Indeed, location privacy is an often underrated subset of the privacy equation. It is not uncommon to give high priority to communication privacy: we use Signal or WhatsApp to mask what we say to our friends, for example, but leave our location services on for convenience. After all, ‘where we are’ when we send those messages is just meta-data.

Where we are, however, can tell a story. This fact shows its face when we talk about the police’s use of Stingrays (cell phone trackers) around protests to monitor who was there, and therefore who might be expressing a political opinion that is in disagreement with that of the state. While this is a hot issue right now, it is critical to understand that location data can reveal things about us in far less direct ways.


Recently I was teaching an undergraduate GIS class about handling sensitive data, a topic that was never even mentioned when I took the same classes. Given that most people don’t care too much about privacy, and that in academia it tends to be a stubborn thing to sort out in ethics applications and then forget about, I gave a couple of examples of how location data can ruin someone’s life:

  • A survivor of domestic abuse has been hiding from their abuser for years, but has their health care records leaked because a GIS research assistant put them on Dropbox which ends up getting hacked. Their abuser finds them.
  • A GIS tech for a fitness tracking company accidentally loses an unencrypted hard drive storing location data, revealing several customers who had been visiting HIV treatment clinics every week. Note that it is not records about her domestic abuse that reveals where she is to her abuser, it is health care records, unrelated to that aspect of her life. Similarly, it is not a customer list of those obtaining HIV treatment that reveals who has been getting HIV treatment, it is a completely unrelated source of data.

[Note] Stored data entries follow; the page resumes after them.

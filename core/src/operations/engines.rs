//! Engine operations. Every engine family shares one set of descriptors; the
//! family is substituted into the `{engine_kind}` segment.

use serde_json::{Map, Value};

use crate::error::{ApiError, Result};
use crate::operation::{Operation, RequestBuilder};
use crate::patch::JsonPatchOperation;
use crate::pipeline::ResponseEnvelope;
use crate::types::{CreateEngine, Engine, EngineKind};

pub const LIST_ENGINES: Operation = Operation::get("list_engines", "/{engine_kind}");
pub const CREATE_ENGINE: Operation = Operation::post("create_engine", "/{engine_kind}", 201);
pub const GET_ENGINE: Operation = Operation::get("get_engine", "/{engine_kind}/{engine_id}");
pub const UPDATE_ENGINE: Operation = Operation::patch("update_engine", "/{engine_kind}/{engine_id}");
pub const DELETE_ENGINE: Operation =
    Operation::delete("delete_engine", "/{engine_kind}/{engine_id}").idempotent();
pub const PAUSE_ENGINE: Operation =
    Operation::post("pause_engine", "/{engine_kind}/{engine_id}/pause", 201);
pub const RESUME_ENGINE: Operation =
    Operation::post("resume_engine", "/{engine_kind}/{engine_id}/resume", 201);

fn scoped(operation: Operation, kind: EngineKind) -> RequestBuilder {
    operation.builder().path_param("engine_kind", kind.collection())
}

fn engine(operation: Operation, kind: EngineKind, engine_id: &str) -> RequestBuilder {
    scoped(operation, kind).path_param("engine_id", engine_id)
}

pub fn list_engines(kind: EngineKind) -> RequestBuilder {
    scoped(LIST_ENGINES, kind)
}

pub fn create_engine(kind: EngineKind, input: &CreateEngine) -> RequestBuilder {
    scoped(CREATE_ENGINE, kind).json(input)
}

pub fn get_engine(kind: EngineKind, engine_id: &str) -> RequestBuilder {
    engine(GET_ENGINE, kind, engine_id)
}

pub fn update_engine(kind: EngineKind, engine_id: &str, patch: &[JsonPatchOperation]) -> RequestBuilder {
    engine(UPDATE_ENGINE, kind, engine_id).json_patch(patch)
}

pub fn delete_engine(kind: EngineKind, engine_id: &str) -> RequestBuilder {
    engine(DELETE_ENGINE, kind, engine_id)
}

pub fn pause_engine(kind: EngineKind, engine_id: &str) -> RequestBuilder {
    pausable(PAUSE_ENGINE, kind, engine_id)
}

pub fn resume_engine(kind: EngineKind, engine_id: &str) -> RequestBuilder {
    pausable(RESUME_ENGINE, kind, engine_id)
}

fn pausable(operation: Operation, kind: EngineKind, engine_id: &str) -> RequestBuilder {
    let builder = engine(operation, kind, engine_id);
    if kind.supports_pause() {
        builder
    } else {
        builder.reject(format!("{kind} cannot be paused or resumed"))
    }
}

/// Pull the engine list out of a list response, which keys it by collection
/// name (`{"presto_engines": [...]}`).
pub fn engines_from_collection(
    kind: EngineKind,
    envelope: ResponseEnvelope<Map<String, Value>>,
) -> Result<ResponseEnvelope<Vec<Engine>>> {
    let status = envelope.status;
    let payload = match envelope.payload {
        None => None,
        Some(mut body) => {
            let list = body.remove(kind.collection()).ok_or_else(|| ApiError::DecodeFailure {
                status,
                reason: format!("list_engines response has no {} member", kind.collection()),
            })?;
            let engines = serde_json::from_value(list).map_err(|e| ApiError::DecodeFailure {
                status,
                reason: format!("list_engines response: {e}"),
            })?;
            Some(engines)
        }
    };
    Ok(ResponseEnvelope {
        status,
        headers: envelope.headers,
        payload,
    })
}

#[cfg(test)]
mod tests {
    use serde_json::json;

    use super::*;
    use crate::http::HttpMethod;

    const BASE: &str = "http://localhost:3000";

    fn envelope(body: Value) -> ResponseEnvelope<Map<String, Value>> {
        ResponseEnvelope {
            status: 200,
            headers: Vec::new(),
            payload: body.as_object().cloned(),
        }
    }

    #[test]
    fn kind_selects_collection_path() {
        let req = get_engine(EngineKind::Milvus, "milvus01").build(BASE, &[]).unwrap();
        assert_eq!(req.url, "http://localhost:3000/milvus_services/milvus01");

        let req = pause_engine(EngineKind::Prestissimo, "p1").build(BASE, &[]).unwrap();
        assert_eq!(req.method, HttpMethod::Post);
        assert_eq!(req.url, "http://localhost:3000/prestissimo_engines/p1/pause");
    }

    #[test]
    fn external_engines_cannot_pause() {
        for kind in [EngineKind::Db2, EngineKind::Netezza] {
            let err = resume_engine(kind, "e1").build(BASE, &[]).unwrap_err();
            assert!(matches!(err, ApiError::MalformedRequest { operation: "resume_engine", .. }));
        }
    }

    #[test]
    fn collection_is_unwrapped_by_kind() {
        let body = json!({"spark_engines": [{"engine_id": "spark01", "status": "running"}]});
        let engines = engines_from_collection(EngineKind::Spark, envelope(body)).unwrap();
        let engines = engines.payload.unwrap();
        assert_eq!(engines.len(), 1);
        assert_eq!(engines[0].engine_id, "spark01");
    }

    #[test]
    fn wrong_collection_key_is_decode_failure() {
        let body = json!({"presto_engines": []});
        let err = engines_from_collection(EngineKind::Spark, envelope(body)).unwrap_err();
        assert!(matches!(err, ApiError::DecodeFailure { status: 200, .. }));
    }
}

Indeed, the issue with location data is that it is generated from so many sources (cell phone towers, GPS, credit card swipes, license plate scanners, Wi-Fi location, and soon facial recognition, among many, many others) and yet can easily undermine our privacy in other aspects of our lives. In other words, if we don’t compartmentalize rigorously, location data easily breaks down the barriers between the various parts of our everyday lives that we would like to keep separate.

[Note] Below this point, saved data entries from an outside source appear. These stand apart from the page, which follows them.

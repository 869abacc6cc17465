use std::time::Duration;

use url::Url;

use crate::error::{ApiError, Result};
use crate::operation::INSTANCE_ID_HEADER;

pub const ENV_URL: &str = "LAKEHOUSE_URL";
pub const ENV_INSTANCE_ID: &str = "LAKEHOUSE_INSTANCE_ID";
pub const ENV_TIMEOUT_SECS: &str = "LAKEHOUSE_TIMEOUT_SECS";
pub const ENV_MAX_RETRIES: &str = "LAKEHOUSE_MAX_RETRIES";
pub const ENV_DISABLE_SSL_VERIFICATION: &str = "LAKEHOUSE_DISABLE_SSL_VERIFICATION";

const DEFAULT_USER_AGENT: &str = concat!("lakehouse-core/", env!("CARGO_PKG_VERSION"));

/// When and how failed attempts are retried.
#[derive(Debug, Clone, PartialEq, Eq)]
pub struct RetryPolicy {
    /// Retries after the first attempt. Zero disables retrying.
    pub max_retries: u32,
    pub base_delay: Duration,
    pub max_delay: Duration,
    /// Retry non-idempotent methods too.
    pub retry_all_methods: bool,
    /// Response statuses that count as a failed attempt.
    pub retryable_statuses: Vec<u16>,
    /// Overall budget across all attempts and backoff sleeps.
    pub deadline: Option<Duration>,
}

impl Default for RetryPolicy {
    fn default() -> Self {
        Self {
            max_retries: 3,
            base_delay: Duration::from_millis(500),
            max_delay: Duration::from_secs(10),
            retry_all_methods: false,
            retryable_statuses: Vec::new(),
            deadline: None,
        }
    }
}

impl RetryPolicy {
    pub fn disabled() -> Self {
        Self {
            max_retries: 0,
            ..Self::default()
        }
    }

    /// Delay before retry number `retry` (1-based): `base * 2^(retry-1)`,
    /// capped at `max_delay`.
    pub fn backoff(&self, retry: u32) -> Duration {
        let exp = retry.saturating_sub(1).min(31);
        self.base_delay
            .checked_mul(1u32 << exp)
            .unwrap_or(self.max_delay)
            .min(self.max_delay)
    }

    pub fn retries_status(&self, status: u16) -> bool {
        self.retryable_statuses.contains(&status)
    }
}

#[derive(Debug, Clone, Default, PartialEq, Eq)]
pub struct TlsConfig {
    pub accept_invalid_certs: bool,
    /// Extra PEM-encoded root certificate to trust.
    pub root_certificate_pem: Option<Vec<u8>>,
}

#[derive(Debug, Clone)]
pub struct ClientConfig {
    pub base_url: Url,
    pub default_headers: Vec<(String, String)>,
    pub instance_id: Option<String>,
    /// Budget for a single attempt.
    pub timeout: Duration,
    pub connect_timeout: Duration,
    pub user_agent: String,
    pub retry: RetryPolicy,
    pub tls: TlsConfig,
}

impl ClientConfig {
    pub fn new(base_url: impl Into<String>) -> Result<Self> {
        Ok(Self {
            base_url: parse_base_url(&base_url.into())?,
            default_headers: Vec::new(),
            instance_id: None,
            timeout: Duration::from_secs(30),
            connect_timeout: Duration::from_secs(10),
            user_agent: DEFAULT_USER_AGENT.to_string(),
            retry: RetryPolicy::default(),
            tls: TlsConfig::default(),
        })
    }

    pub fn builder(base_url: impl Into<String>) -> ClientConfigBuilder {
        ClientConfigBuilder::new(base_url)
    }

    /// Read the configuration from `LAKEHOUSE_*` environment variables.
    pub fn from_env() -> Result<Self> {
        Self::from_lookup(|key| std::env::var(key).ok())
    }

    /// Like [`ClientConfig::from_env`], reading variables through `lookup`.
    pub fn from_lookup<F>(lookup: F) -> Result<Self>
    where
        F: Fn(&str) -> Option<String>,
    {
        let url = lookup(ENV_URL)
            .filter(|v| !v.trim().is_empty())
            .ok_or_else(|| ApiError::InvalidConfig(format!("{ENV_URL} is not set")))?;
        let mut builder = ClientConfig::builder(url.trim());

        if let Some(instance_id) = lookup(ENV_INSTANCE_ID).filter(|v| !v.trim().is_empty()) {
            builder = builder.instance_id(instance_id.trim());
        }
        if let Some(secs) = lookup(ENV_TIMEOUT_SECS) {
            builder = builder.timeout(Duration::from_secs(parse_env(ENV_TIMEOUT_SECS, &secs)?));
        }
        if let Some(retries) = lookup(ENV_MAX_RETRIES) {
            builder = builder.max_retries(parse_env(ENV_MAX_RETRIES, &retries)?);
        }
        if let Some(flag) = lookup(ENV_DISABLE_SSL_VERIFICATION) {
            builder = builder.accept_invalid_certs(parse_env(ENV_DISABLE_SSL_VERIFICATION, &flag)?);
        }
        builder.build()
    }

    /// Headers sent on every request before operation and caller headers.
    pub fn request_headers(&self) -> Vec<(String, String)> {
        let mut headers = self.default_headers.clone();
        if let Some(instance_id) = &self.instance_id {
            crate::http::set_header(&mut headers, INSTANCE_ID_HEADER, instance_id.clone());
        }
        headers
    }
}

fn parse_base_url(raw: &str) -> Result<Url> {
    let with_scheme = if raw.starts_with("http://") || raw.starts_with("https://") {
        raw.to_string()
    } else {
        format!("https://{raw}")
    };
    let url = Url::parse(&with_scheme)
        .map_err(|e| ApiError::InvalidConfig(format!("invalid base URL {raw:?}: {e}")))?;
    if url.query().is_some() || url.fragment().is_some() {
        return Err(ApiError::InvalidConfig(format!(
            "base URL {raw:?} must not carry a query or fragment"
        )));
    }
    Ok(url)
}

fn parse_env<T: std::str::FromStr>(key: &str, value: &str) -> Result<T> {
    value
        .trim()
        .parse()
        .map_err(|_| ApiError::InvalidConfig(format!("{key} has invalid value {value:?}")))
}

pub struct ClientConfigBuilder {
    base_url: String,
    default_headers: Vec<(String, String)>,
    instance_id: Option<String>,
    timeout: Duration,
    connect_timeout: Duration,
    user_agent: String,
    retry: RetryPolicy,
    tls: TlsConfig,
}

impl ClientConfigBuilder {
    pub fn new(base_url: impl Into<String>) -> Self {
        Self {
            base_url: base_url.into(),
            default_headers: Vec::new(),
            instance_id: None,
            timeout: Duration::from_secs(30),
            connect_timeout: Duration::from_secs(10),
            user_agent: DEFAULT_USER_AGENT.to_string(),
            retry: RetryPolicy::default(),
            tls: TlsConfig::default(),
        }
    }

    pub fn default_header(mut self, name: impl Into<String>, value: impl Into<String>) -> Self {
        crate::http::set_header(&mut self.default_headers, name, value);
        self
    }

    pub fn instance_id(mut self, instance_id: impl Into<String>) -> Self {
        self.instance_id = Some(instance_id.into());
        self
    }

    pub fn timeout(mut self, timeout: Duration) -> Self {
        self.timeout = timeout;
        self
    }

    pub fn connect_timeout(mut self, timeout: Duration) -> Self {
        self.connect_timeout = timeout;
        self
    }

    pub fn user_agent(mut self, user_agent: impl Into<String>) -> Self {
        self.user_agent = user_agent.into();
        self
    }

    pub fn retry_policy(mut self, retry: RetryPolicy) -> Self {
        self.retry = retry;
        self
    }

    pub fn max_retries(mut self, retries: u32) -> Self {
        self.retry.max_retries = retries;
        self
    }

    pub fn retry_delays(mut self, base: Duration, max: Duration) -> Self {
        self.retry.base_delay = base;
        self.retry.max_delay = max;
        self
    }

    pub fn deadline(mut self, deadline: Duration) -> Self {
        self.retry.deadline = Some(deadline);
        self
    }

    pub fn accept_invalid_certs(mut self, accept: bool) -> Self {
        self.tls.accept_invalid_certs = accept;
        self
    }

    pub fn root_certificate_pem(mut self, pem: impl Into<Vec<u8>>) -> Self {
        self.tls.root_certificate_pem = Some(pem.into());
        self
    }

    pub fn build(self) -> Result<ClientConfig> {
        if self.timeout.is_zero() {
            return Err(ApiError::InvalidConfig("timeout must be non-zero".to_string()));
        }
        let mut config = ClientConfig::new(self.base_url)?;
        config.default_headers = self.default_headers;
        config.instance_id = self.instance_id;
        config.timeout = self.timeout;
        config.connect_timeout = self.connect_timeout;
        config.user_agent = self.user_agent;
        config.retry = self.retry;
        config.tls = self.tls;
        Ok(config)
    }
}

#[cfg(test)]
mod tests {
    use std::collections::HashMap;

    use super::*;

    fn lookup(vars: &[(&str, &str)]) -> impl Fn(&str) -> Option<String> {
        let map: HashMap<String, String> = vars
            .iter()
            .map(|(k, v)| (k.to_string(), v.to_string()))
            .collect();
        move |key| map.get(key).cloned()
    }

    #[test]
    fn bare_host_defaults_to_https() {
        let config = ClientConfig::new("lakehouse.example.com/api/v2").unwrap();
        assert_eq!(config.base_url.as_str(), "https://lakehouse.example.com/api/v2");
        assert_eq!(config.retry, RetryPolicy::default());
    }

    #[test]
    fn rejects_unparseable_or_query_urls() {
        assert!(matches!(ClientConfig::new("http://"), Err(ApiError::InvalidConfig(_))));
        assert!(matches!(
            ClientConfig::new("http://host/api?x=1"),
            Err(ApiError::InvalidConfig(_))
        ));
    }

    #[test]
    fn builder_overrides() {
        let config = ClientConfig::builder("http://localhost:3000")
            .instance_id("crn:v1:1")
            .default_header("X-Team", "data")
            .timeout(Duration::from_secs(5))
            .max_retries(7)
            .retry_delays(Duration::from_millis(10), Duration::from_millis(80))
            .deadline(Duration::from_secs(20))
            .accept_invalid_certs(true)
            .build()
            .unwrap();
        assert_eq!(config.timeout, Duration::from_secs(5));
        assert_eq!(config.retry.max_retries, 7);
        assert_eq!(config.retry.deadline, Some(Duration::from_secs(20)));
        assert!(config.tls.accept_invalid_certs);

        let headers = config.request_headers();
        assert!(headers.contains(&("X-Team".to_string(), "data".to_string())));
        assert!(headers.contains(&(INSTANCE_ID_HEADER.to_string(), "crn:v1:1".to_string())));
    }

    #[test]
    fn zero_timeout_is_rejected() {
        let result = ClientConfig::builder("http://localhost")
            .timeout(Duration::ZERO)
            .build();
        assert!(matches!(result, Err(ApiError::InvalidConfig(_))));
    }

    #[test]
    fn backoff_is_exponential_and_capped() {
        let policy = RetryPolicy {
            base_delay: Duration::from_millis(100),
            max_delay: Duration::from_millis(500),
            ..RetryPolicy::default()
        };
        assert_eq!(policy.backoff(1), Duration::from_millis(100));
        assert_eq!(policy.backoff(2), Duration::from_millis(200));
        assert_eq!(policy.backoff(3), Duration::from_millis(400));
        assert_eq!(policy.backoff(4), Duration::from_millis(500));
        assert_eq!(policy.backoff(64), Duration::from_millis(500));
    }

    #[test]
    fn from_lookup_reads_all_variables() {
        let config = ClientConfig::from_lookup(lookup(&[
            (ENV_URL, "https://lakehouse.example.com/lakehouse/api/v2"),
            (ENV_INSTANCE_ID, "crn:v1:abc"),
            (ENV_TIMEOUT_SECS, "12"),
            (ENV_MAX_RETRIES, "1"),
            (ENV_DISABLE_SSL_VERIFICATION, "true"),
        ]))
        .unwrap();
        assert_eq!(config.base_url.path(), "/lakehouse/api/v2");
        assert_eq!(config.instance_id.as_deref(), Some("crn:v1:abc"));
        assert_eq!(config.timeout, Duration::from_secs(12));
        assert_eq!(config.retry.max_retries, 1);
        assert!(config.tls.accept_invalid_certs);
    }

    #[test]
    fn from_lookup_requires_url_and_valid_numbers() {
        assert!(matches!(
            ClientConfig::from_lookup(lookup(&[])),
            Err(ApiError::InvalidConfig(_))
        ));
        assert!(matches!(
            ClientConfig::from_lookup(lookup(&[(ENV_URL, "http://h"), (ENV_MAX_RETRIES, "many")])),
            Err(ApiError::InvalidConfig(_))
        ));
    }
}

Given this revealing power inherent to location data, it should be no surprise that is has become a staple of modern intelligence. Activity Based Intelligence (ABI), for example, is an approach to big data analysis used in the military that brings together vast and varying sources of big data to find targets and collect intelligence. Significantly, ABI finds it critical to add location information to all data sources, as “only then will an ABI analyst be able to correlate, integrate, and cluster the multi-INT data around a “spot of interest,” enabling the discovery of entities, activities, transactions, and begin to relate them” (Atwood, 2015). Put simply, location data is the key that deciphers what is going on in big data sources for the military.

It must be stressed that location data is what links not only aspects within individuals’ lives, but between individuals’ lives. Indeed, a core function of ABI is tracking multiple individuals’ locations in order to identify when meetings take place, as well as to identify and monitor relationships. This is an often forgotten aspect of location data: it does not only reveal where you go, but can also easily reveal who you’re going there with.

My point in discussing ABI is not to suggest that the military will knock on your door tomorrow because you happened to walk near a suspected terrorist by accident, but rather to emphasize the radical potential of location data to dismantle our personal privacy. Apply the techniques of ABI to Google’s data collection through Android phones and it becomes hard to imagine what they can deduce about our social graphs just based on where we (and our friends) are, and when.

To sum this all up, location data is inherently sensitive, and it doesn’t just reveal when you visit a protest. In a way, it lurks in almost every aspect of your life; you can never not be somewhere. Treat your location privacy as you would treat your communication privacy. To start with: turn off location services on your phone, pay with cash, and use a VPN or Tor. But to go further, be mindful of any time you think your location has been collected, and what you’ll realize over time is a much larger and more troubling conclusion: where we are is tracked far more than what we say, and resisting the latter is child’s play in comparison.